The neck – which is glued in via a mortise and tenon joint – is made of three pieces of mahogany and carries a neck-end strap button sited in the best position, balance-wise, on the treble side, and also has a cool maple heel-cap with classical silver ‘T’ logo.
The main section of the neck is pretty close to optimum depth – shallow enough to feel comfortable and pretty fast under the hand, but with a reassuring mass. The spliced-on headstock carries a white synthetic Graphtec
Nubone nut and is faced in black with maple binding with black/white framing. The tuners are chrome closed-gear types with reassuringly grippable buttons.
The rosewood fingerboard carries 22 well-seated medium-gauge nickel frets and small white dot markers on the face, with small black dot markers in the maple binding.
The bridge is a big chunk of rosewood with a white Nubone saddle, and the strings are secured by black ABS thermoplastic bridge pins. Should a situation arise that necessitated more adjustment to the set-up than a slight trussrod tweak, the only option is skilful re-shaping of the saddle, which would be a good reason to visit your friendly local luthier.
The TAB1 has an onboard preamp powered by one 9v battery housed in quick-release compartment on the side of the lower bout. Tanglewood fit Fishman’s Isys unit which comes with a Volume dial and a Contour button which you depress to access a scooped mids sound and a phase reverse button which can come in handy for nullifying feedback.

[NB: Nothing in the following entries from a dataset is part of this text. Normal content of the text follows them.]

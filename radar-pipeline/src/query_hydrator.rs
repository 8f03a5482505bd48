use async_trait::async_trait;

use crate::util;

/// Query hydrators run before candidate fetching and fill in missing
/// query context (defaults, resolved identifiers).
#[async_trait]
pub trait QueryHydrator<Q>: Send + Sync
where
    Q: Clone + Send + Sync + 'static,
{
    /// Decide if this query hydrator should run for the given query.
    fn enable(&self, _query: &Q) -> bool {
        true
    }

    /// Produce a new query with this hydrator's fields populated.
    async fn hydrate(&self, query: &Q) -> Result<Q, String>;

    /// Copy only the fields this hydrator is responsible for onto the
    /// live query.
    fn update(&self, query: &mut Q, hydrated: Q);

    /// Returns a stable name for logging/metrics.
    fn name(&self) -> &str {
        util::short_type_name(std::any::type_name::<Self>())
    }
}
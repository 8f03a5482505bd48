use std::sync::Arc;

use async_trait::async_trait;

use radar_core::advice::classify;
use radar_core::elasticity::ElasticityTable;
use radar_core::simulator::{simulate_with_policy, ZeroProfitPolicy};
use radar_core::thresholds;

use crate::source::Source;
use crate::types::{OpportunityCandidate, ScenarioQuery};

/// Source that simulates the query's price-change scenario against every
/// category in the elasticity table and emits one candidate per category.
///
/// Runs under [`ZeroProfitPolicy::ReportZero`] so a zero-revenue category
/// still yields an accountable candidate; the baseline filter then
/// removes it visibly instead of the row vanishing here.
pub struct ElasticityScanSource {
    table: Arc<ElasticityTable>,
}

impl ElasticityScanSource {
    pub fn new(table: Arc<ElasticityTable>) -> Self {
        Self { table }
    }
}

#[async_trait]
impl Source<ScenarioQuery, OpportunityCandidate> for ElasticityScanSource {
    fn enable(&self, _query: &ScenarioQuery) -> bool {
        !self.table.is_empty()
    }

    async fn get_candidates(
        &self,
        query: &ScenarioQuery,
    ) -> Result<Vec<OpportunityCandidate>, String> {
        let margin_rate = query.margin_rate.unwrap_or(thresholds::DEFAULT_MARGIN_RATE);

        let mut candidates = Vec::new();
        for row in self.table.rows() {
            if !query.categories.is_empty() && !query.categories.contains(&row.category) {
                continue;
            }

            let result = simulate_with_policy(
                row.mean_elasticity,
                row.category_revenue,
                query.price_change_pct,
                margin_rate,
                ZeroProfitPolicy::ReportZero,
            )
            .map_err(|e| format!("simulation failed for '{}': {}", row.category, e))?;

            let advice = classify(
                row.mean_elasticity,
                query.price_change_pct,
                result.revenue_change,
                result.profit_change_ratio,
            );

            candidates.push(OpportunityCandidate {
                category: row.category.clone(),
                mean_elasticity: row.mean_elasticity,
                baseline_revenue: row.category_revenue,
                expected_revenue: result.expected_revenue,
                revenue_change: result.revenue_change,
                expected_profit_change: result.expected_profit_change,
                profit_change_ratio: result.profit_change_ratio,
                is_elastic: result.is_elastic,
                advice: advice.kind,
                ..OpportunityCandidate::default()
            });
        }

        Ok(candidates)
    }
}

There’s also an on/off button for the onboard tuner.
Because it’s so light, the TAB1 – as with any hollowbody bass – provides a virtually stress-free physically option and is eminently comfortable in seated mode, probably the most popular playing option. Perhaps the most important question with any acoustic bass is – does it pass the back garden test? You know the one… garden chair, sunny day, cold beer?
Well, the acoustic sound is quite full – not properly fat, but it has a lively bottom end, a clean midrange with plenty of substance and natural-sounding highs that speak with a melodic purity that’s devoid of synthetic snappiness.

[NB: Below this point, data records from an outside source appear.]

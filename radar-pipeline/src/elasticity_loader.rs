//! CSV loader for category elasticity extracts.
//!
//! Expected columns: `category, mean_elasticity, category_revenue,
//! avg_r_squared`. The r² column may be blank for categories whose
//! regression did not converge.

use std::io::Read;

use serde::Deserialize;

use radar_core::elasticity::{CategoryElasticity, ElasticityTable};

/// One CSV row, as parsed.
#[derive(Debug, Clone, Deserialize)]
pub struct ElasticityRecord {
    pub category: String,
    pub mean_elasticity: f64,
    pub category_revenue: f64,
    #[serde(default, deserialize_with = "deserialize_optional_f64")]
    pub avg_r_squared: Option<f64>,
}

impl ElasticityRecord {
    pub fn to_row(&self) -> CategoryElasticity {
        CategoryElasticity {
            category: self.category.clone(),
            mean_elasticity: self.mean_elasticity,
            category_revenue: self.category_revenue,
            avg_r_squared: self.avg_r_squared,
        }
    }
}

/// Load elasticity records from a CSV reader.
pub fn load_elasticity<R: Read>(reader: R) -> Result<Vec<ElasticityRecord>, String> {
    let mut csv_reader = csv::ReaderBuilder::new()
        .has_headers(true)
        .trim(csv::Trim::All)
        .from_reader(reader);

    let mut records = Vec::new();
    for (line_num, result) in csv_reader.deserialize().enumerate() {
        let record: ElasticityRecord =
            result.map_err(|e| format!("CSV parse error at line {}: {}", line_num + 2, e))?;
        records.push(record);
    }

    Ok(records)
}

/// Load elasticity records from a CSV file path.
pub fn load_elasticity_file(path: &str) -> Result<Vec<ElasticityRecord>, String> {
    let file =
        std::fs::File::open(path).map_err(|e| format!("Failed to open '{}': {}", path, e))?;
    load_elasticity(file)
}

/// Load and validate a whole table in one step. Table invariants
/// (unique categories, non-negative revenue) become load errors here.
pub fn load_table_file(path: &str) -> Result<ElasticityTable, String> {
    let rows = load_elasticity_file(path)?
        .iter()
        .map(ElasticityRecord::to_row)
        .collect();
    ElasticityTable::from_rows(rows).map_err(|e| e.to_string())
}

/// Blank cells become `None` instead of a parse error.
fn deserialize_optional_f64<'de, D>(deserializer: D) -> Result<Option<f64>, D::Error>
where
    D: serde::Deserializer<'de>,
{
    let s: Option<String> = Option::deserialize(deserializer)?;
    match s.as_deref().map(str::trim) {
        None | Some("") => Ok(None),
        Some(v) => v
            .parse::<f64>()
            .map(Some)
            .map_err(|e| serde::de::Error::custom(format!("expected float, got '{}': {}", v, e))),
    }
}

#[cfg(test)]
mod tests {
    use super::*;

    const SAMPLE_CSV: &str = "\
category,mean_elasticity,category_revenue,avg_r_squared
electronics,-1.82,52340.50,0.42
bed_bath_table,-0.46,118500.00,0.15
garden_tools,-2.31,9875.25,
watches_sun_glass,-1.05,40210.00,0.08
";

    #[test]
    fn load_sample_csv() {
        let records = load_elasticity(SAMPLE_CSV.as_bytes()).unwrap();
        assert_eq!(records.len(), 4);
        assert_eq!(records[0].category, "electronics");
        assert!((records[0].mean_elasticity - (-1.82)).abs() < 1e-9);
        assert!((records[1].category_revenue - 118500.0).abs() < 1e-9);
        assert_eq!(records[2].avg_r_squared, None);
        assert_eq!(records[3].avg_r_squared, Some(0.08));
    }

    #[test]
    fn to_row_preserves_fields() {
        let records = load_elasticity(SAMPLE_CSV.as_bytes()).unwrap();
        let row = records[0].to_row();
        assert_eq!(row.category, "electronics");
        assert!((row.mean_elasticity - (-1.82)).abs() < 1e-9);
        assert_eq!(row.avg_r_squared, Some(0.42));
    }

    #[test]
    fn malformed_row_reports_line_number() {
        let bad = "\
category,mean_elasticity,category_revenue,avg_r_squared
electronics,not_a_number,100.0,0.4
";
        let err = load_elasticity(bad.as_bytes()).unwrap_err();
        assert!(err.contains("line 2"), "error was: {}", err);
    }

    #[test]
    fn duplicate_category_fails_table_build() {
        let dup = "\
category,mean_elasticity,category_revenue,avg_r_squared
toys,-1.2,100.0,0.4
toys,-0.8,200.0,0.3
";
        let rows: Vec<_> = load_elasticity(dup.as_bytes())
            .unwrap()
            .iter()
            .map(ElasticityRecord::to_row)
            .collect();
        assert!(radar_core::elasticity::ElasticityTable::from_rows(rows).is_err());
    }
}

Plugging it in is pretty rewarding, but don’t expect massive amounts of bottom end unless you EQ it in via an amp. As with any acoustic bass, the TAB1 isn’t built to have the natural tone creation and projection of an upright bass; you certainly feel the E string, but any badly-hung pictures around the house are in no danger of falling off the wall. There are plenty of lively harmonics and a pleasing acoustic rasp; it’s an enjoyable noise and a pretty accurate amplified version of the acoustic sound.

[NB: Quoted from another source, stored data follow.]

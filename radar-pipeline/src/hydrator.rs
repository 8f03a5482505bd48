use async_trait::async_trait;

use crate::util;

/// Hydrators enrich candidates with context fetched after sourcing:
/// lookups, joins, derived labels. Same return-and-update shape as
/// scorers so enrichments compose field by field.
#[async_trait]
pub trait Hydrator<Q, C>: Send + Sync
where
    Q: Clone + Send + Sync + 'static,
    C: Clone + Send + Sync + 'static,
{
    /// Decide if this hydrator should run for the given query.
    fn enable(&self, _query: &Q) -> bool {
        true
    }

    /// Enrich the candidate slice, returning one result per input in
    /// the same order.
    async fn hydrate(&self, query: &Q, candidates: &[C]) -> Result<Vec<C>, String>;

    /// Copy this hydrator's fields from the hydrated value onto the candidate.
    fn update(&self, candidate: &mut C, hydrated: C);

    /// Returns a stable name for logging/metrics.
    fn name(&self) -> &str {
        util::short_type_name(std::any::type_name::<Self>())
    }
}
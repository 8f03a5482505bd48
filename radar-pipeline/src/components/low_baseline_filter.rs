use async_trait::async_trait;

use crate::filter::{Filter, FilterResult};
use crate::types::{OpportunityCandidate, ScenarioQuery};

/// Removes candidates whose baseline revenue is below a floor. A
/// simulation against near-zero revenue produces near-zero deltas that
/// would only pad the ranking.
pub struct LowBaselineFilter {
    pub min_baseline_revenue: f64,
}

impl LowBaselineFilter {
    pub fn new(min_baseline_revenue: f64) -> Self {
        Self {
            min_baseline_revenue,
        }
    }
}

impl Default for LowBaselineFilter {
    fn default() -> Self {
        Self {
            min_baseline_revenue: 100.0,
        }
    }
}

#[async_trait]
impl Filter<ScenarioQuery, OpportunityCandidate> for LowBaselineFilter {
    async fn filter(
        &self,
        _query: &ScenarioQuery,
        candidates: Vec<OpportunityCandidate>,
    ) -> Result<FilterResult<OpportunityCandidate>, String> {
        let (kept, removed): (Vec<_>, Vec<_>) = candidates
            .into_iter()
            .partition(|c| c.baseline_revenue >= self.min_baseline_revenue);

        Ok(FilterResult { kept, removed })
    }
}

#[cfg(test)]
mod tests {
    use super::*;

    #[tokio::test]
    async fn partitions_on_baseline_revenue() {
        let filter = LowBaselineFilter::new(500.0);
        let query = ScenarioQuery {
            request_id: "t".into(),
            price_change_pct: -10.0,
            margin_rate: Some(0.25),
            categories: vec![],
        };
        let candidates = vec![
            OpportunityCandidate {
                category: "big".into(),
                baseline_revenue: 2400.0,
                ..OpportunityCandidate::default()
            },
            OpportunityCandidate {
                category: "small".into(),
                baseline_revenue: 50.0,
                ..OpportunityCandidate::default()
            },
        ];
        let FilterResult { kept, removed } = filter.filter(&query, candidates).await.unwrap();
        assert_eq!(kept.len(), 1);
        assert_eq!(kept[0].category, "big");
        assert_eq!(removed.len(), 1);
        assert_eq!(removed[0].category, "small");
    }
}
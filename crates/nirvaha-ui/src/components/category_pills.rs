//! Category Pills Component
//!
//! Horizontal row of filter pills; the selected pill is filled teal.

use dioxus::prelude::*;

/// A pill's id and the label shown on it.
#[derive(Clone, Debug, PartialEq, Eq)]
pub struct PillOption {
    pub id: String,
    pub label: String,
}

impl PillOption {
    pub fn new(id: impl Into<String>, label: impl Into<String>) -> Self {
        Self {
            id: id.into(),
            label: label.into(),
        }
    }
}

/// Properties for the CategoryPills component
#[derive(Clone, PartialEq, Props)]
pub struct CategoryPillsProps {
    /// Available options in display order
    pub options: Vec<PillOption>,
    /// Id of the selected option
    pub selected: String,
    /// Handler called with the id of the clicked option
    pub on_select: EventHandler<String>,
    /// Accessible name of the group
    #[props(default = "Category selection".to_string())]
    pub aria_label: String,
}

/// Displays a horizontal row of selectable pills
///
/// # Example
///
/// ```rust,ignore
/// let mut selected = use_signal(|| MeditationCategory::All);
///
/// rsx! {
///     CategoryPills {
///         options: MeditationCategory::ALL
///             .iter()
///             .map(|c| PillOption::new(c.id(), c.display_name()))
///             .collect(),
///         selected: selected().id().to_string(),
///         on_select: move |id: String| {
///             if let Ok(c) = id.parse() { selected.set(c) }
///         }
///     }
/// }
/// ```
#[component]
pub fn CategoryPills(props: CategoryPillsProps) -> Element {
    let selected = props.selected.clone();

    rsx! {
        div {
            class: "category-pills",
            role: "radiogroup",
            "aria-label": "{props.aria_label}",
            for option in props.options.iter() {
                {
                    let id = option.id.clone();
                    let is_selected = selected == option.id;
                    let on_select = props.on_select;
                    rsx! {
                        button {
                            key: "{option.id}",
                            class: pill_class(is_selected),
                            role: "radio",
                            "aria-checked": if is_selected { "true" } else { "false" },
                            onclick: move |_| {
                                on_select.call(id.clone());
                            },
                            "{option.label}"
                        }
                    }
                }
            }
        }
    }
}

fn pill_class(selected: bool) -> &'static str {
    if selected {
        "pill selected"
    } else {
        "pill"
    }
}

#[cfg(test)]
mod tests {
    use super::*;

    #[test]
    fn pill_option_new() {
        let option = PillOption::new("krishna", "Krishna Meditation");
        assert_eq!(option.id, "krishna");
        assert_eq!(option.label, "Krishna Meditation");
    }

    #[test]
    fn selected_pill_class() {
        assert_eq!(pill_class(true), "pill selected");
        assert_eq!(pill_class(false), "pill");
    }
}
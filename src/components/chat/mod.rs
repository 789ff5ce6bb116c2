//! Divine Chat widgets
//!
//! The conversation itself lives in [`nirvaha_core::chat::DivineChat`];
//! these components only render it and forward user intent.

mod chat_input;
mod guide_selector;
mod message_bubble;
mod quick_responses;
mod typing_indicator;
mod voice;

pub use chat_input::ChatInput;
pub use guide_selector::GuideSelector;
pub use message_bubble::MessageBubble;
pub use quick_responses::QuickResponses;
pub use typing_indicator::TypingIndicator;
pub use voice::VoiceButton;
//! Theme: palette constants and the global stylesheet.

mod colors;
mod styles;

pub use styles::global_styles;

The midrange is dark enough for substance without being muddy, promoting clarity without a hint of nasal bias and the top end is equally well-attenuated, although it feels just a touch more stunted than the treble exhibited by acoustic sound. The G string is sharp without being brittle, and thinner strings have enough body to make melodic excursions enjoyable.
In terms of stage use, whilst you can’t stand right on top of a loud amp, the Phase button does help keep the TAB1 under control at higher volumes, although whether it makes the bass fatter in quieter climes is a moot point. Activating scooped mids via the Contour button does get you that woolly, glassy sound, which is nice, if you like it.
There’s been an upsurge of interest in acoustic basses in recent years, so new additions are coming up against stiffer competition all the time. Tanglewood’s TAB1 is a good bass, great to play and excellent value for money. Whether the new-fangled bracing system has that much of an effect or not, the TAB1 exudes a high quality acoustic tone; plugged in, while not quite a match, it’s eminently practical.
The build quality is really good and all the features and elements are well-organised, which, combined with an asking price under £300, makes it a fine and affordable option. Overall, recommended.